Argentina envió insumos de diagnóstico a países europeos tras el brote de hantavirus detectado en el crucero MV Hondius, que había partido desde Ushuaia y donde ya se confirmaron ocho casos y tres fallecimientos vinculados a la cepa Andes del virus. La medida fue anunciada por el Ministerio de Salud de la Nación.
Los insumos permitirán realizar aproximadamente 2.500 pruebas diagnósticas y serán enviados a laboratorios de España, Senegal, Sudáfrica, Países Bajos y Reino Unido. Entre el material enviado se encuentran ARN del virus Andes y placas de ELISA sensibilizadas con antígenos específicos para estudios serológicos. Además, Argentina remitirá protocolos de tratamiento y guías para el manejo clínico de los pacientes.
La asistencia técnica será coordinada por la Administración Nacional de Laboratorios e Institutos de Salud (ANLIS-Malbrán), que puso a disposición su capacidad científica para colaborar con los sistemas sanitarios involucrados en la investigación del brote. Las autoridades nacionales remarcaron que la cepa Andes -detectada en los casos del crucero- sólo presenta antecedentes de circulación en Chubut, Río Negro, Neuquén y el sur de Chile.

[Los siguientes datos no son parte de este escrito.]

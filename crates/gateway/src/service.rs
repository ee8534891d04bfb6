//! # 署名サービス
//!
//! 認証→検証→正規化→署名のオーケストレーション。
//! 順序は固定かつ短絡的: 前段で失敗したリクエストは後段に到達しない。
//! 特に未認証の呼び出しは署名処理（高コストかつ機微な操作）を
//! 一切起動してはならない。

use mintpass_crypto::{
    canonical_hash, canonical_message, parse_address, parse_token_id, sign_canonical_with,
    HashSigner,
};
use mintpass_types::SignMessageResponse;

use crate::auth::AuthGate;
use crate::error::GatewayError;

/// 署名サービス。認証ゲートと署名器を束ねる。
///
/// 状態はすべて不変のため、リクエスト間の調整なしに並行実行できる。
pub struct SigningService {
    auth: AuthGate,
    signer: Box<dyn HashSigner>,
}

impl SigningService {
    /// 認証ゲートと署名器から構築する。
    pub fn new(auth: AuthGate, signer: Box<dyn HashSigner>) -> Self {
        Self { auth, signer }
    }

    /// 署名鍵に対応するアドレス（検証側が期待する署名権限者アドレス）
    pub fn signer_address(&self) -> alloy_primitives::Address {
        self.signer.address()
    }

    /// 署名リクエストを処理する。
    ///
    /// 認証 → トークンID検証 → アドレス検証 → 正規化 → 署名の順で短絡する。
    /// 成功時は`{message, message_hash, signature}`の三つ組を返す。この形式は
    /// verifyAndMint呼び出しでオンチェーン検証側にそのまま渡される。
    pub fn sign(
        &self,
        credential: Option<&str>,
        address: &str,
        token_id_hex: &str,
    ) -> Result<SignMessageResponse, GatewayError> {
        let credential = credential.ok_or(GatewayError::Unauthorized)?;
        if !self.auth.authorize(credential) {
            return Err(GatewayError::Unauthorized);
        }

        let token_id = parse_token_id(token_id_hex)
            .map_err(|e| GatewayError::InvalidTokenId(e.to_string()))?;
        parse_address(address).map_err(|e| GatewayError::InvalidAddress(e.to_string()))?;

        let message = canonical_message(address, token_id);
        let base_hash = canonical_hash(&message);
        let (message_hash, signature) = sign_canonical_with(self.signer.as_ref(), base_hash)
            .map_err(|e| GatewayError::Internal(e.to_string()))?;

        Ok(SignMessageResponse {
            message,
            message_hash: format!("{message_hash}"),
            signature: format!("0x{}", hex::encode(signature.as_bytes())),
        })
    }
}
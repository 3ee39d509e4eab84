//! Memo Cache - a thread-safe memoizing cache
//!
//! Wraps an expensive pure function with TTL expiration, bounded
//! oldest-first eviction, and an optional background expiry sweep.

pub mod cache;
pub mod config;
pub mod error;
mod tasks;

pub use cache::{CacheStats, MemoizingCache};
pub use config::CacheConfig;
pub use error::{CacheError, Result};
//! Error types for the memoizing cache
//!
//! Provides unified error handling using thiserror. Errors raised by the
//! wrapped function are not represented here: they belong to the caller and
//! are returned from `get` unchanged.

use thiserror::Error;

// == Cache Error Enum ==
/// Unified error type for cache construction and lifecycle.
#[derive(Error, Debug, Clone, PartialEq, Eq)]
pub enum CacheError {
    /// Rejected construction parameters (zero TTL, zero capacity)
    #[error("Invalid config: {0}")]
    InvalidConfig(String),

    /// Background sweeper requested outside a tokio runtime
    #[error("No runtime available: {0}")]
    NoRuntime(String),
}

// == Result Type Alias ==
/// Convenience Result type for the cache.
pub type Result<T> = std::result::Result<T, CacheError>;
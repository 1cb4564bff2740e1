//! Value Objects for domain models.
//!
//! Value Objects are immutable objects that represent values in the domain.
//! They are compared by their value, not by identity. `ConnectionId` is the
//! exception in spirit: its value *is* the identity of a live connection.

use serde::{Deserialize, Serialize};
use std::fmt;
use uuid::Uuid;

/// Connection identifier value object.
///
/// Uniquely identifies one live WebSocket connection. Two connections never
/// share an id, even when opened by the same client.
#[derive(Debug, Clone, Copy, PartialEq, Eq, Hash, Serialize, Deserialize)]
pub struct ConnectionId(Uuid);

impl ConnectionId {
    /// Wrap an existing UUID.
    pub fn from_uuid(uuid: Uuid) -> Self {
        Self(uuid)
    }

    /// Get the underlying UUID.
    pub fn as_uuid(&self) -> Uuid {
        self.0
    }
}

impl fmt::Display for ConnectionId {
    fn fmt(&self, f: &mut fmt::Formatter<'_>) -> fmt::Result {
        write!(f, "{}", self.0)
    }
}

/// Room identifier value object.
///
/// Rooms have no existence of their own: a room is the set of connections
/// that currently list this id. Any string is a valid id, the empty string
/// included.
#[derive(Debug, Clone, PartialEq, Eq, Hash, PartialOrd, Ord, Serialize, Deserialize)]
pub struct RoomId(String);

impl RoomId {
    /// Create a new RoomId.
    pub fn new(id: impl Into<String>) -> Self {
        Self(id.into())
    }

    /// Get the inner string value.
    pub fn as_str(&self) -> &str {
        &self.0
    }

    /// Convert to owned String.
    pub fn into_string(self) -> String {
        self.0
    }
}

impl From<String> for RoomId {
    fn from(id: String) -> Self {
        Self(id)
    }
}

impl From<&str> for RoomId {
    fn from(id: &str) -> Self {
        Self(id.to_string())
    }
}

impl fmt::Display for RoomId {
    fn fmt(&self, f: &mut fmt::Formatter<'_>) -> fmt::Result {
        write!(f, "{}", self.0)
    }
}

/// Message content value object.
///
/// The text relayed verbatim to the other members of a room.
#[derive(Debug, Clone, PartialEq, Eq, Serialize, Deserialize)]
pub struct MessageContent(String);

impl MessageContent {
    /// Create a new MessageContent.
    pub fn new(content: impl Into<String>) -> Self {
        Self(content.into())
    }

    /// Get the inner string value.
    pub fn as_str(&self) -> &str {
        &self.0
    }

    /// Convert to owned String.
    pub fn into_string(self) -> String {
        self.0
    }

    /// Length in bytes.
    pub fn len(&self) -> usize {
        self.0.len()
    }

    pub fn is_empty(&self) -> bool {
        self.0.is_empty()
    }
}

impl From<String> for MessageContent {
    fn from(content: String) -> Self {
        Self(content)
    }
}

impl fmt::Display for MessageContent {
    fn fmt(&self, f: &mut fmt::Formatter<'_>) -> fmt::Result {
        write!(f, "{}", self.0)
    }
}

/// Timestamp value object.
///
/// Represents a Unix timestamp in milliseconds (JST).
#[derive(Debug, Clone, Copy, PartialEq, Eq, PartialOrd, Ord, Serialize, Deserialize)]
pub struct Timestamp(i64);

impl Timestamp {
    /// Create a new Timestamp.
    ///
    /// # Arguments
    ///
    /// * `value` - Unix timestamp in milliseconds
    pub fn new(value: i64) -> Self {
        Self(value)
    }

    /// Get the inner i64 value.
    pub fn value(&self) -> i64 {
        self.0
    }
}

impl fmt::Display for Timestamp {
    fn fmt(&self, f: &mut fmt::Formatter<'_>) -> fmt::Result {
        write!(f, "{}", self.0)
    }
}
//! Repository trait for the connection registry.
//!
//! The domain layer owns the interface; `infrastructure::repository` provides
//! the implementation (dependency inversion).

use async_trait::async_trait;

use super::{
    ConnectionId, JoinOutcome, Outbox, Recipients, RoomId, RoomMember, RoomSummary, Timestamp,
    entity::Connection,
};

/// Registry of live connections and their room memberships.
///
/// Every method is atomic on its own. No method holds state across calls,
/// so callers never need multi-call transactions.
#[cfg_attr(test, mockall::automock)]
#[async_trait]
pub trait ConnectionRepository: Send + Sync {
    /// Register a connection with no rooms.
    ///
    /// Registering an id that is already present keeps the existing entry.
    async fn register(&self, id: ConnectionId, outbox: Outbox, connected_at: Timestamp);

    /// Add `room_id` to the connection's rooms.
    async fn join(&self, id: ConnectionId, room_id: RoomId) -> JoinOutcome;

    /// Remove the connection and all of its memberships.
    ///
    /// Returns the removed entry, or `None` if it was already gone.
    async fn deregister(&self, id: ConnectionId) -> Option<Connection>;

    /// Snapshot of every member of `room_id` except `excluding`.
    async fn members_of(&self, room_id: &RoomId, excluding: ConnectionId) -> Recipients;

    /// Rooms that currently have at least one member, sorted by id.
    async fn list_rooms(&self) -> Vec<RoomSummary>;

    /// Members of `room_id`, oldest connection first.
    async fn room_members(&self, room_id: &RoomId) -> Vec<RoomMember>;

    async fn count_connections(&self) -> usize;
}
//! Connection loop of the terminal client.

use futures_util::{SinkExt, StreamExt};
use roomcast_shared::time::{get_jst_timestamp, timestamp_to_jst_clock};
use rustyline::{DefaultEditor, error::ReadlineError};
use tokio::sync::mpsc;
use tokio_tungstenite::{connect_async, tungstenite::Message};

use crate::{
    command::{Command, HELP},
    error::ClientError,
    session::{ClientSession, Effect},
};

/// Connect to `url` and run the interactive loop until `/quit`, EOF or the
/// server closing the connection.
pub async fn run_client(url: &str) -> Result<(), ClientError> {
    let (stream, _response) = connect_async(url).await?;
    tracing::info!("Connected to {}", url);
    println!("Connected to {url}");
    println!("{HELP}");

    let (mut write, mut read) = stream.split();

    // Print every relayed message as it arrives
    let mut reader = tokio::spawn(async move {
        while let Some(frame) = read.next().await {
            match frame {
                Ok(Message::Text(text)) => {
                    println!("[{}] {}", timestamp_to_jst_clock(get_jst_timestamp()), text);
                }
                Ok(Message::Close(_)) => break,
                Ok(_) => {}
                Err(e) => {
                    tracing::warn!("WebSocket error: {}", e);
                    break;
                }
            }
        }
    });

    // rustyline blocks, so it gets its own thread
    let (line_tx, mut line_rx) = mpsc::channel::<String>(16);
    tokio::task::spawn_blocking(move || {
        if let Err(e) = read_lines(line_tx) {
            tracing::error!("{}", e);
        }
    });

    let mut session = ClientSession::new();
    loop {
        tokio::select! {
            _ = &mut reader => {
                println!("Server closed the connection");
                break;
            }
            line = line_rx.recv() => {
                let Some(line) = line else { break };
                match session.handle(Command::parse(&line)) {
                    Effect::Send { envelope, echo } => {
                        write.send(Message::Text(envelope.to_json()?.into())).await?;
                        if let Some(echo) = echo {
                            println!("{echo}");
                        }
                    }
                    Effect::Notice(notice) => println!("{notice}"),
                    Effect::Quit => break,
                    Effect::Nothing => {}
                }
            }
        }
    }

    reader.abort();
    if let Err(e) = write.close().await {
        tracing::debug!("Close failed: {}", e);
    }
    tracing::info!("Disconnected");
    Ok(())
}

/// Forward input lines until EOF, Ctrl+C or the receiver going away.
fn read_lines(tx: mpsc::Sender<String>) -> Result<(), ClientError> {
    let mut editor = DefaultEditor::new()?;
    loop {
        match editor.readline("> ") {
            Ok(line) => {
                let _ = editor.add_history_entry(line.as_str());
                if tx.blocking_send(line).is_err() {
                    break;
                }
            }
            Err(ReadlineError::Interrupted | ReadlineError::Eof) => break,
            Err(e) => return Err(e.into()),
        }
    }
    Ok(())
}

El crucero MV Hondius había zarpado desde Ushuaia el pasado 1° de abril y actualmente se investiga dónde se produjo el contagio inicial. En paralelo, el Ministerio de Salud y el Malbrán avanzan en tareas epidemiológicas dentro del país para reconstruir el recorrido de los primeros pasajeros afectados, una pareja de ciudadanos holandeses que había permanecido varios meses recorriendo distintas provincias argentinas y zonas de Chile antes de embarcar.
Como parte de esa investigación, equipos técnicos se trasladarán a Ushuaia para realizar capturas y análisis de roedores, con el objetivo de detectar posibles reservorios naturales del virus. No obstante, las autoridades aclararon que Tierra del Fuego no registra casos de hantavirus desde el inicio de la notificación obligatoria en 1996 y que aún no está confirmado que el contagio se haya producido en territorio argentino.
La Organización Mundial de la Salud mantiene el monitoreo internacional del caso y considera que el riesgo para la población general continúa siendo bajo.